Dataset excerpts

::::

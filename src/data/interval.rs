//! The sampling interval shared by the peripheral and the local sensor.

use std::fmt;
use std::time::Duration;

use crate::data::Value;
use crate::error::{Error, Result};

/// Sampling interval in whole seconds, always within 1..=10.
///
/// On the UART link the interval travels as decimal ASCII digits with no
/// terminator, e.g. `b"7"` or `b"10"`.
#[derive(Debug, Clone, Copy, PartialEq, Eq, PartialOrd, Ord, Hash)]
#[cfg_attr(feature = "serde", derive(serde::Serialize, serde::Deserialize))]
#[cfg_attr(feature = "serde", serde(try_from = "i64", into = "i64"))]
pub struct SamplingInterval(u8);

impl SamplingInterval {
    /// Shortest accepted interval.
    pub const MIN_SECONDS: i64 = 1;
    /// Longest accepted interval.
    pub const MAX_SECONDS: i64 = 10;

    /// Create an interval from whole seconds.
    ///
    /// # Errors
    ///
    /// [`Error::InvalidInterval`] outside 1..=10.
    ///
    /// # Example
    ///
    /// ```
    /// use ble_env_relay::data::SamplingInterval;
    ///
    /// assert_eq!(SamplingInterval::new(7).unwrap().encode(), b"7".to_vec());
    /// assert!(SamplingInterval::new(0).is_err());
    /// assert!(SamplingInterval::new(11).is_err());
    /// ```
    pub fn new(seconds: i64) -> Result<Self> {
        if (Self::MIN_SECONDS..=Self::MAX_SECONDS).contains(&seconds) {
            Ok(Self(seconds as u8))
        } else {
            Err(Error::InvalidInterval {
                value: seconds.to_string(),
            })
        }
    }

    /// Validate a value read from the store.
    pub fn from_value(value: &Value) -> Result<Self> {
        match value.as_i64() {
            Some(seconds) => Self::new(seconds),
            None => Err(Error::InvalidInterval {
                value: value.to_string(),
            }),
        }
    }

    /// Whole seconds.
    pub fn seconds(&self) -> u8 {
        self.0
    }

    /// The interval as a duration.
    pub fn as_duration(&self) -> Duration {
        Duration::from_secs(self.0 as u64)
    }

    /// Bytes written to the UART TX characteristic.
    pub fn encode(&self) -> Vec<u8> {
        self.0.to_string().into_bytes()
    }
}

impl Default for SamplingInterval {
    fn default() -> Self {
        Self(5)
    }
}

impl TryFrom<i64> for SamplingInterval {
    type Error = Error;

    fn try_from(seconds: i64) -> Result<Self> {
        Self::new(seconds)
    }
}

impl From<SamplingInterval> for i64 {
    fn from(interval: SamplingInterval) -> Self {
        interval.0 as i64
    }
}

impl From<SamplingInterval> for Value {
    fn from(interval: SamplingInterval) -> Self {
        Value::Int(interval.0 as i64)
    }
}

impl fmt::Display for SamplingInterval {
    fn fmt(&self, f: &mut fmt::Formatter<'_>) -> fmt::Result {
        write!(f, "{}s", self.0)
    }
}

::::

## YOUR INSTRUCTIONS
From the data above, copy every line where "UART" appears.

## ANSWER TO THE EXERCISE
/// On the UART link the interval travels as decimal ASCII digits with no
    /// Bytes written to the UART TX characteristic.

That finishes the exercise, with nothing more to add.